Extracted data:
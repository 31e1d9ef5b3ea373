//! The game loop and its two-state machine.
//!
//! `Playing` ticks at the configured rate until an enemy touches the ship.
//! `GameOver` shows the result for a fixed pause and then a fresh session,
//! with its own background cue, starts in the same loop.  The only way out is
//! a close request: one seen while playing ends the loop after that tick, and
//! one seen on the losing tick or during the pause ends it after the pause.

use std::thread;
use std::time::Instant;

use rand::Rng;

use crate::audio::{Audio, Cue};
use crate::compute::{init_state, tick};
use crate::config::GameConfig;
use crate::display::Renderer;
use crate::entities::{GameState, GameStatus, Signal};
use crate::error::Result;
use crate::input::{FrameInput, InputSource};
use crate::score::HighScoreStore;

/// What one tick of a session amounted to.
#[derive(Clone, Copy, Debug, Default, PartialEq, Eq)]
pub struct StepOutcome {
    pub enemies_destroyed: u32,
    pub bullet_fired: bool,
    pub player_hit: bool,
}

/// A single play-through, from fresh state to the first hit on the ship.
pub struct Session<'a, R: Rng> {
    config: &'a GameConfig,
    state: GameState,
    rng: R,
}

impl<'a, R: Rng> Session<'a, R> {
    pub fn new(config: &'a GameConfig, rng: R) -> Self {
        Self {
            config,
            state: init_state(config),
            rng,
        }
    }

    pub fn state(&self) -> &GameState {
        &self.state
    }

    pub fn state_mut(&mut self) -> &mut GameState {
        &mut self.state
    }

    /// Throw away the current play-through, keeping the RNG stream.
    pub fn restart(&mut self) {
        self.state = init_state(self.config);
    }

    /// Run one `Playing` tick and consume its signals.  Does nothing once
    /// the session is over.
    pub fn step(&mut self, input: &FrameInput, audio: &mut impl Audio) -> StepOutcome {
        let mut outcome = StepOutcome::default();
        if self.state.status != GameStatus::Playing {
            return outcome;
        }

        let result = tick(&self.state, input, self.config, &mut self.rng);
        self.state = result.state;

        for signal in result.signals {
            match signal {
                Signal::BulletFired => {
                    outcome.bullet_fired = true;
                    audio.play(Cue::Fire);
                }
                Signal::EnemyDestroyed(id) => {
                    tracing::trace!(enemy = id, "enemy destroyed");
                    outcome.enemies_destroyed += 1;
                    self.state.score.record_enemy_destroyed();
                }
                Signal::PlayerHit => {
                    outcome.player_hit = true;
                    self.state.status = GameStatus::GameOver;
                    audio.play(Cue::Destruction);
                }
            }
        }
        outcome
    }
}

/// Drive sessions until a close request arrives.
pub fn run<D, A, I, R>(
    config: &GameConfig,
    store: &HighScoreStore,
    renderer: &mut D,
    audio: &mut A,
    input: &mut I,
    rng: R,
) -> Result<()>
where
    D: Renderer,
    A: Audio,
    I: InputSource,
    R: Rng,
{
    let tick_duration = config.tick_duration();
    let mut session = Session::new(config, rng);
    let mut quit_requested = false;
    let mut sessions_played: u64 = 1;

    audio.play(Cue::Background);
    tracing::info!(session = sessions_played, "session started");

    loop {
        if quit_requested {
            break;
        }
        let frame_start = Instant::now();

        let frame_input = input.poll(session.state().frame + 1);
        quit_requested = frame_input.quit;

        let outcome = session.step(&frame_input, audio);
        renderer.draw_frame(session.state(), config)?;

        if outcome.player_hit {
            let final_score = session.state().score.current();
            let high_score = store.finalize(final_score)?;
            tracing::info!(
                session = sessions_played,
                score = final_score,
                high_score,
                frames = session.state().frame,
                "session over"
            );
            renderer.draw_game_over(final_score, high_score, config)?;
            thread::sleep(config.game_over_pause());

            // Keys pressed during the pause are dropped, except a close request
            let paused_input = input.poll(session.state().frame + 1);
            input.reset();
            if quit_requested || paused_input.quit {
                break;
            }

            session.restart();
            sessions_played += 1;
            audio.play(Cue::Background);
            tracing::info!(session = sessions_played, "session started");
            continue;
        }

        let elapsed = frame_start.elapsed();
        if elapsed < tick_duration {
            thread::sleep(tick_duration - elapsed);
        }
    }

    tracing::info!(sessions = sessions_played, "quit requested");
    Ok(())
}
use space_shooter::compute::init_state;
use space_shooter::config::GameConfig;
use space_shooter::display::{CellBox, Renderer, TerminalRenderer, Viewport};
use space_shooter::entities::{Bullet, Enemy, Rect};

const VIEW: Viewport = Viewport { cols: 80, rows: 24 };

fn rendered(renderer: &TerminalRenderer<Vec<u8>>) -> String {
    String::from_utf8_lossy(renderer.get_ref()).into_owned()
}

// ── Projection ────────────────────────────────────────────────────────────────

#[test]
fn full_canvas_fills_play_area() {
    let cfg = GameConfig::default();
    let cells = VIEW.project(&Rect::new(0, 0, 800, 600), &cfg).unwrap();
    // Row 0 is the HUD, row 23 the controls hint
    assert_eq!(
        cells,
        CellBox {
            col: 0,
            row: 1,
            width: 80,
            height: 22
        }
    );
}

#[test]
fn tiny_box_gets_at_least_one_cell() {
    let cfg = GameConfig::default();
    let cells = VIEW.project(&Rect::new(394, 300, 1, 1), &cfg).unwrap();
    assert_eq!((cells.width, cells.height), (1, 1));
    assert_eq!(cells.col, 39);
}

#[test]
fn off_canvas_boxes_are_skipped() {
    let cfg = GameConfig::default();
    assert!(VIEW.project(&Rect::new(10, -20, 13, 15), &cfg).is_none());
    assert!(VIEW.project(&Rect::new(10, 601, 64, 64), &cfg).is_none());
    assert!(VIEW.project(&Rect::new(800, 10, 64, 64), &cfg).is_none());
}

#[test]
fn partly_visible_box_is_clipped() {
    let cfg = GameConfig::default();
    let cells = VIEW.project(&Rect::new(760, 580, 64, 64), &cfg).unwrap();
    assert!(cells.col + cells.width <= VIEW.cols);
    assert!(cells.row + cells.height <= VIEW.rows - 1);
}

#[test]
fn degenerate_terminal_projects_nothing() {
    let cfg = GameConfig::default();
    let rect = Rect::new(368, 500, 64, 64);
    // No columns at all
    assert!(Viewport { cols: 0, rows: 24 }.project(&rect, &cfg).is_none());
    // HUD and hint rows leave no play row
    assert!(Viewport { cols: 80, rows: 2 }.project(&rect, &cfg).is_none());
    assert!(Viewport { cols: 80, rows: 0 }.project(&rect, &cfg).is_none());
    // One play row is enough
    let cells = Viewport { cols: 80, rows: 3 }.project(&rect, &cfg).unwrap();
    assert_eq!((cells.row, cells.height), (1, 1));
}

// ── Terminal renderer ─────────────────────────────────────────────────────────

#[test]
fn frame_shows_score_and_title() {
    let cfg = GameConfig::default();
    let mut state = init_state(&cfg);
    for _ in 0..7 {
        state.score.record_enemy_destroyed();
    }
    state.enemies.push(Enemy {
        id: 0,
        rect: Rect::new(100, 100, 64, 64),
    });
    state.bullets.push(Bullet {
        rect: Rect::new(394, 400, 13, 15),
    });

    let mut renderer = TerminalRenderer::with_viewport(Vec::new(), VIEW);
    renderer.draw_frame(&state, &cfg).unwrap();

    let out = rendered(&renderer);
    assert!(out.contains("Score: 7"));
    assert!(out.contains("Space Invaders Original!"));
    assert!(out.contains("▲"));
    assert!(out.contains("◉"));
    assert!(out.contains("║"));
}

#[test]
fn game_over_shows_both_scores() {
    let cfg = GameConfig::default();
    let mut renderer = TerminalRenderer::with_viewport(Vec::new(), VIEW);
    renderer.draw_game_over(3, 12, &cfg).unwrap();

    let out = rendered(&renderer);
    assert!(out.contains("You Lose!"));
    assert!(out.contains("Your final score: 3"));
    assert!(out.contains("Highest Score: 12"));
}

#[test]
fn degenerate_terminal_draws_only_the_hud() {
    let cfg = GameConfig::default();
    let mut state = init_state(&cfg);
    state.enemies.push(Enemy {
        id: 0,
        rect: Rect::new(100, 100, 64, 64),
    });

    for view in [Viewport { cols: 0, rows: 24 }, Viewport { cols: 80, rows: 1 }] {
        let mut renderer = TerminalRenderer::with_viewport(Vec::new(), view);
        renderer.draw_frame(&state, &cfg).unwrap();
        let out = rendered(&renderer);
        assert!(out.contains("Score: 0"));
        assert!(!out.contains("▲"));
        assert!(!out.contains("◉"));
    }
}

About this exercise:
A single number is the reply: the count of lines in the entries above that have the word "GameState".

Completed exercise:
4